In un Medioevo a tinte fosche, segnato dalla peste e dal terrore, il crociato Antonius Block, pronto nello spirito, ma non nel corpo, s’imbatte nella Morte, che lo stava aspettando sulla riva del mare. Non esiste una dilazione, non c’è pietà per chi invoca un supplemento di tempo: tornano in mente le parole del Vangelo “E chi di voi, per quanto si preoccupi, può allungare anche di poco la propria vita?” (Mt 6,27).

Ma un lampo di genio nella mente del cavaliere può cambiare le sorti del discorso: “Tu giochi a scacchi, non è vero?”, e la Morte acconsente, fiera di non aver mai perso una partita, a sospendere il suo compito per partecipare alla sfida. Il resto lo lascio a chi vorrà guardare la proiezione: mi limito a proporre alcune suggestioni sul gioco tra l’uomo e la sua fine.

 

Ora non c’è più soltanto l’eterna lotta tra la vita e la morte, ma, quando la vita è percepita come una sofferenza insopportabile, l’uomo, novello giocatore di scacchi, preferisce subire uno scacco matto, piuttosto che continuare una pietosa gara.

Non c’è più nulla da difendere, se, seguendo le parole di uno stolto personaggio, “la vita alle volte è una vera pazzia”, che non vale la pena di essere vissuta e alla quale sarebbe preferibile porre una veloce fine.
Ormai è chiaro che il dubbio su Dio, sulla sua esistenza e sulla sua Provvidenza è divenuto il dubbio sull’uomo, sulla sua vita e sul suo essere segno di bene per sé e gli altri, in ogni istante.

 

Sai giocare a scacchi, non è vero?, dice Antonius Block alla Morte, sperando di ottenere del tempo; Sai giocare a scacchi, non è vero?, chiedono alla Morte l’uomo e la donna di oggi di fronte al gioco della vita, sperando, se non altro, che la libertà e la dignità siano salvate, tramite il nulla, dal niente incombente.

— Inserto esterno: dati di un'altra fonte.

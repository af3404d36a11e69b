//! Stack safety for deep recursion.
//!
//! The parser, the printer, the rewrite walker and the integer encoder all
//! recurse once per nesting level of the input. Source such as a long chain
//! of `a + a + a + ...` or thousands of nested brackets would overflow a
//! fixed thread stack, so every recursive entry point goes through
//! [`ensure_sufficient_stack`].
//!
//! - **Native targets**: `stacker` grows the stack on demand.
//! - **WASM targets**: plain passthrough.

/// Minimum stack space to keep available (100KB red zone).
const RED_ZONE: usize = 100 * 1024;

/// Stack space to allocate when growing (1MB).
const STACK_PER_RECURSION: usize = 1024 * 1024;

/// Run `f`, growing the stack first if less than the red zone remains.
///
/// ```text
/// fn print_expr(&mut self, expr: &Expr) {
///     ensure_sufficient_stack(|| self.print_expr_inner(expr));
/// }
/// ```
#[inline]
#[cfg(not(target_arch = "wasm32"))]
pub fn ensure_sufficient_stack<R>(f: impl FnOnce() -> R) -> R {
    stacker::maybe_grow(RED_ZONE, STACK_PER_RECURSION, f)
}

/// WASM version: call directly.
#[inline]
#[cfg(target_arch = "wasm32")]
pub fn ensure_sufficient_stack<R>(f: impl FnOnce() -> R) -> R {
    f()
}

#[cfg(test)]
mod tests {
    use super::*;

    #[test]
    fn nested_depth_counter() {
        fn depth(n: u64) -> u64 {
            ensure_sufficient_stack(|| if n == 0 { 0 } else { depth(n - 1) + 1 })
        }

        // Deep enough to overflow an 8MB stack without growth.
        assert_eq!(depth(100_000), 100_000);
    }

    #[test]
    fn passes_results_through() {
        let result: Result<u8, &str> = ensure_sufficient_stack(|| Err("bad literal"));
        assert_eq!(result, Err("bad literal"));
    }
}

Come ciò si manifesterà è altrettanto oscuro: “Sappiamo che deve accadere qualcosa, ma non sappiamo cosa”, questo è il sentimento che terrorizza l’umanità di fronte al fine vita.

È un dubbio legittimo, ma la soluzione che sfocia nelle forme di “eutanasia”, o, ancor più, nel “suicidio assistito”, apre lo scenario a una inquietante solitudine.

Queste le pedine sulla scacchiera, queste le regole del gioco: ci confronteremo nei prossimi articoli con il dramma umano della morte e della sofferenza ultima, analizzandone i profili sociali, giuridici ed etici. Sarà un lavoro di ri-flessione, animato dalla certezza che, nel chinarsi sulle ferite, si entra in contatto con l’uomo nella sua interezza.